From here change the text in the Display Field text to better represent the field contents. For example, change ‘Account_Number_COUNTUNIQUE’ to ‘No. of Accounts’.

For a full list of recommended field names, please see the below screenshot:

Screenshot 20.png

In the Query screen the Index should now resemble the following screenshot:

Screenshot 21.png

This ETL output contains a row per customer, outlining a number of key metrics to provide a view of activity across numerous areas of the business.

Automating the Output

With the data processing now complete, schedules can now be established to automate the entire process and account for new and changed records.

Rather than creating individual schedules for each component, this will be achieved using three Index schedules. The first will rebuild the Indexes from the source Excel sheet, the second will rebuild the subsequent Amalgamated Index and the third will rebuild the ETL Index.

First, navigate to the System Overview screen and select the three source Indexes:

Screenshot 22.png

Once selected, click Collections then Save and name the Collection ‘Source Data’. By grouping these three Indexes into one Collection, a single Index schedule can be created that will queue all contained Indexes at build-time, negating the requirement for many Index schedules.

Navigate to the Index Schedules screen and click New.

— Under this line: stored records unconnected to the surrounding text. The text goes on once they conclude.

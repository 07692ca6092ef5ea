//! Peer A: initiates receive and send flows and accepts the dealer's
//! forwarded blinded signatures.

use std::collections::HashMap;
use std::sync::Arc;
use std::time::Duration;

use bitcoin::hashes::Hash as _;
use lightning_invoice::Bolt11Invoice;
use secp256k1::PublicKey;
use serde_json::Value;
use tokio::sync::{oneshot, Mutex};
use tracing::{info, warn};

use braid_core::contract::{SecretKind, SigFlag, SpendConditions};
use braid_core::crypto::{random_preimage, sha256};
use braid_core::error::{BraidError, Result};
use braid_core::outputs::{blinded_messages, create_outputs, unblind_outputs, OutputData, OutputLock};
use braid_core::proof::total_amount;
use braid_core::protocol::{
    BlindedSignaturesParams, BlindedSignaturesResult, DealerFeeParams, DealerFeeResult,
    InfoResult, MakeInvoiceParams, MakeInvoiceResult, PayInvoiceParams, PayInvoiceResult,
    PeerType, unix_now, METHOD_BLINDED_SIGNATURES, METHOD_INFO, METHOD_MAKE_INVOICE,
    METHOD_PAY_INVOICE, METHOD_REQUEST_DEALER_FEE,
};
use braid_core::relay::rpc::{parse_params, MethodHandler, PeerNode, RpcError};
use braid_core::wallet::{PeerKeys, Wallet};

/// An in-flight receive flow, keyed by the preimage hash we asked the
/// gateway to bind the invoice to.
struct PendingHtlcRequest {
    outputs: Vec<OutputData>,
    amount: u64,
    dealer: PublicKey,
    created_at: u64,
    done: Option<oneshot::Sender<u64>>,
}

#[derive(Debug)]
pub struct PayReceipt {
    pub preimage: [u8; 32],
    pub fees_paid: u64,
}

pub struct PayerNode {
    name: String,
    keys: PeerKeys,
    wallet: Arc<Wallet>,
    node: Arc<PeerNode>,
    pending: Mutex<HashMap<String, PendingHtlcRequest>>,
    request_timeout: Duration,
}

impl PayerNode {
    pub fn new(
        name: impl Into<String>,
        keys: PeerKeys,
        wallet: Arc<Wallet>,
        node: Arc<PeerNode>,
        request_timeout: Duration,
    ) -> Arc<Self> {
        Arc::new(PayerNode {
            name: name.into(),
            keys,
            wallet,
            node,
            pending: Mutex::new(HashMap::new()),
            request_timeout,
        })
    }

    pub async fn start(self: &Arc<Self>) -> Result<()> {
        self.node.serve(self.clone() as Arc<dyn MethodHandler>).await
    }

    pub fn public_key(&self) -> PublicKey {
        self.keys.public
    }

    pub async fn balance(&self) -> Result<u64> {
        self.wallet.balance().await
    }

    pub async fn receive_token(&self, token: &str) -> Result<u64> {
        self.wallet.receive_token(token, None).await
    }

    pub async fn reclaim(&self) -> Result<u64> {
        self.wallet.reclaim_expired_htlcs().await
    }

    pub async fn peer_info(&self, peer: PublicKey) -> Result<InfoResult> {
        self.node
            .call(peer, METHOD_INFO, &Value::Null, self.request_timeout)
            .await
    }

    /// Kick off a receive flow: negotiate the dealer fee, commit our own
    /// blinded outputs, and ask the gateway for an invoice. The returned
    /// channel resolves with the received amount once the dealer forwards
    /// our blinded signatures.
    pub async fn receive(
        &self,
        amount: u64,
        gateway: PublicKey,
        dealer: PublicKey,
    ) -> Result<(String, oneshot::Receiver<u64>)> {
        if amount == 0 {
            return Err(BraidError::Amount("amount must be positive".to_string()));
        }
        self.sweep_stale().await;

        let preimage = random_preimage();
        let preimage_hash = hex::encode(sha256(&preimage));

        let fee: DealerFeeResult = self
            .node
            .call(
                dealer,
                METHOD_REQUEST_DEALER_FEE,
                &DealerFeeParams {
                    preimage_hash: preimage_hash.clone(),
                    amount,
                },
                self.request_timeout,
            )
            .await?;
        info!("dealer quoted {} sat flat fee", fee.fee_amount);

        let keyset = self.wallet.active_keyset().await?;
        let outputs = create_outputs(
            amount,
            &keyset.id,
            &OutputLock::P2pk {
                owner: self.keys.public,
                conditions: SpendConditions::default(),
            },
        )?;

        let (done, completion) = oneshot::channel();
        self.pending.lock().await.insert(
            preimage_hash.clone(),
            PendingHtlcRequest {
                outputs: outputs.clone(),
                amount,
                dealer,
                created_at: unix_now(),
                done: Some(done),
            },
        );

        let mut combined = fee.blinded_messages.clone();
        combined.extend(blinded_messages(&outputs));

        let invoice: Result<MakeInvoiceResult> = self
            .node
            .call(
                gateway,
                METHOD_MAKE_INVOICE,
                &MakeInvoiceParams {
                    amount: amount + fee.fee_amount,
                    preimage_hash: preimage_hash.clone(),
                    blinded_messages: combined,
                    dealer_pubkey: dealer,
                },
                self.request_timeout,
            )
            .await;

        match invoice {
            Ok(result) => Ok((result.invoice, completion)),
            Err(e) => {
                self.pending.lock().await.remove(&preimage_hash);
                Err(e)
            }
        }
    }

    /// Pay a lightning invoice through the gateway with a hashlocked token.
    pub async fn pay(
        &self,
        raw_invoice: &str,
        gateway: PublicKey,
        amount_override: Option<u64>,
    ) -> Result<PayReceipt> {
        let invoice: Bolt11Invoice = raw_invoice
            .parse()
            .map_err(|e| BraidError::Protocol(format!("invalid invoice: {e}")))?;
        let payment_hash: [u8; 32] = invoice.payment_hash().to_byte_array();

        let invoice_amount = invoice.amount_milli_satoshis().map(|msat| msat / 1000);
        let amount = match (invoice_amount, amount_override) {
            (Some(invoice_amount), Some(chosen)) if invoice_amount != chosen => {
                return Err(BraidError::Amount(format!(
                    "invoice is for {invoice_amount} sat, not {chosen} sat"
                )));
            }
            (Some(invoice_amount), _) => invoice_amount,
            (None, Some(chosen)) => chosen,
            (None, None) => {
                return Err(BraidError::Amount(
                    "invoice carries no amount and none was given".to_string(),
                ));
            }
        };
        if amount == 0 {
            return Err(BraidError::Amount("amount must be positive".to_string()));
        }

        let expires_at =
            (invoice.duration_since_epoch() + invoice.expiry_time()).as_secs();
        let conditions = SpendConditions {
            sig_flag: SigFlag::SigInputs,
            pubkeys: vec![gateway],
            n_sigs: Some(1),
            locktime: Some(expires_at),
            refund_keys: vec![self.keys.public],
            n_sigs_refund: Some(1),
        };

        let token = self
            .wallet
            .send_htlc(amount, payment_hash, conditions)
            .await?;
        info!("committed {amount} sat to hashlocked contract");

        let result: PayInvoiceResult = self
            .node
            .call(
                gateway,
                METHOD_PAY_INVOICE,
                &PayInvoiceParams {
                    invoice: raw_invoice.to_string(),
                    token: token.encode()?,
                },
                self.request_timeout,
            )
            .await?;

        let preimage: [u8; 32] = hex::decode(&result.preimage)
            .ok()
            .and_then(|bytes| bytes.try_into().ok())
            .ok_or_else(|| BraidError::Crypto("gateway returned malformed preimage".to_string()))?;
        if sha256(&preimage) != payment_hash {
            // The contract stays recorded; the refund path reclaims it.
            return Err(BraidError::Crypto(
                "gateway returned preimage for the wrong hash".to_string(),
            ));
        }

        self.wallet.settle_pending_htlc(&payment_hash).await?;
        Ok(PayReceipt {
            preimage,
            fees_paid: result.fees_paid,
        })
    }

    /// Drop receive-flow state older than a day; those invoices are long
    /// expired.
    async fn sweep_stale(&self) {
        let cutoff = unix_now().saturating_sub(24 * 3600);
        self.pending
            .lock()
            .await
            .retain(|_, entry| entry.created_at >= cutoff);
    }

    async fn handle_blinded_signatures(
        &self,
        from: PublicKey,
        params: Value,
    ) -> std::result::Result<Value, RpcError> {
        let params: BlindedSignaturesParams = parse_params(params)?;

        let mut entry = {
            let mut pending = self.pending.lock().await;
            pending
                .remove(&params.preimage_hash)
                .ok_or_else(|| RpcError::handler_failure("no pending request for preimage hash"))?
        };
        if from != entry.dealer {
            self.pending.lock().await.insert(params.preimage_hash, entry);
            return Err(RpcError::handler_failure(
                "signatures forwarded by unexpected peer",
            ));
        }

        let keyset = self
            .wallet
            .active_keyset()
            .await
            .map_err(|e| RpcError::handler_failure(e.to_string()))?;
        let proofs = unblind_outputs(&entry.outputs, &params.signatures, &keyset)
            .map_err(|e| RpcError::handler_failure(e.to_string()))?;

        for proof in &proofs {
            let contract = proof
                .contract()
                .map_err(|e| RpcError::handler_failure(e.to_string()))?;
            if contract.kind != SecretKind::P2pk
                || contract.locking_pubkey().ok() != Some(self.keys.public)
            {
                return Err(RpcError::handler_failure(
                    "proof is locked to an unexpected key",
                ));
            }
        }

        self.wallet
            .db()
            .save_proofs(&proofs)
            .await
            .map_err(|e| RpcError::handler_failure(e.to_string()))?;

        let total = total_amount(&proofs);
        info!(
            "receive flow {} settled for {total} sat ({} expected)",
            params.preimage_hash, entry.amount
        );
        if let Some(done) = entry.done.take() {
            let _ = done.send(total);
        }

        serde_json::to_value(BlindedSignaturesResult {
            success: true,
            total_amount: total,
        })
        .map_err(|e| RpcError::handler_failure(e.to_string()))
    }
}

#[async_trait::async_trait]
impl MethodHandler for PayerNode {
    async fn handle(
        &self,
        from: PublicKey,
        method: &str,
        params: Value,
    ) -> std::result::Result<Value, RpcError> {
        match method {
            METHOD_INFO => serde_json::to_value(InfoResult {
                peer_type: PeerType::Payer,
                name: self.name.clone(),
                timestamp: unix_now(),
            })
            .map_err(|e| RpcError::handler_failure(e.to_string())),
            METHOD_BLINDED_SIGNATURES => self.handle_blinded_signatures(from, params).await,
            other => {
                warn!("rejecting unsupported method {other:?}");
                Err(RpcError::unknown_method(other))
            }
        }
    }
}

Enter ‘Source Indexes’ into the Name textbox and select the ‘Source Data’ collection from the Items drop-down list:

Screenshot 24.png

Use the Frequency of Execution drop-down list to specify how often the schedule will run and click Create Schedule to complete the process.

Next, create a new schedule called ‘Amalgamated Indexes’ and add the previously created Amalgamated Index using the Items drop-down list. From the Frequency of Execution drop-down list, select Dependent. This allows the schedule to only run once another schedule has completed, ensuring that the Index does not build until all of the source data has been refreshed successfully. Select the ‘Source Data’ schedule from the Dependent Index Schedules drop-down list and the screen should resemble the following screenshot:

Screenshot 25.png

Finally, create a third schedule titled ‘ETL Indexes’ and select the previously created ETL Index selected from the Items drop-down list and Dependent from the Frequency of Execution drop-down list. This time select the ‘Amalgamated Indexes’ schedule. This will instruct the system to only perform the ETL processing once the Amalgamated Index has built. The screen should resemble the following screenshot:

Screenshot 26.png

With all three items created, the following schedules should be visible:

Screenshot 27.png

Creating these dependent schedules will guarantee that the Indexes automatically build in the correct order, accounting for new information and changed records over time.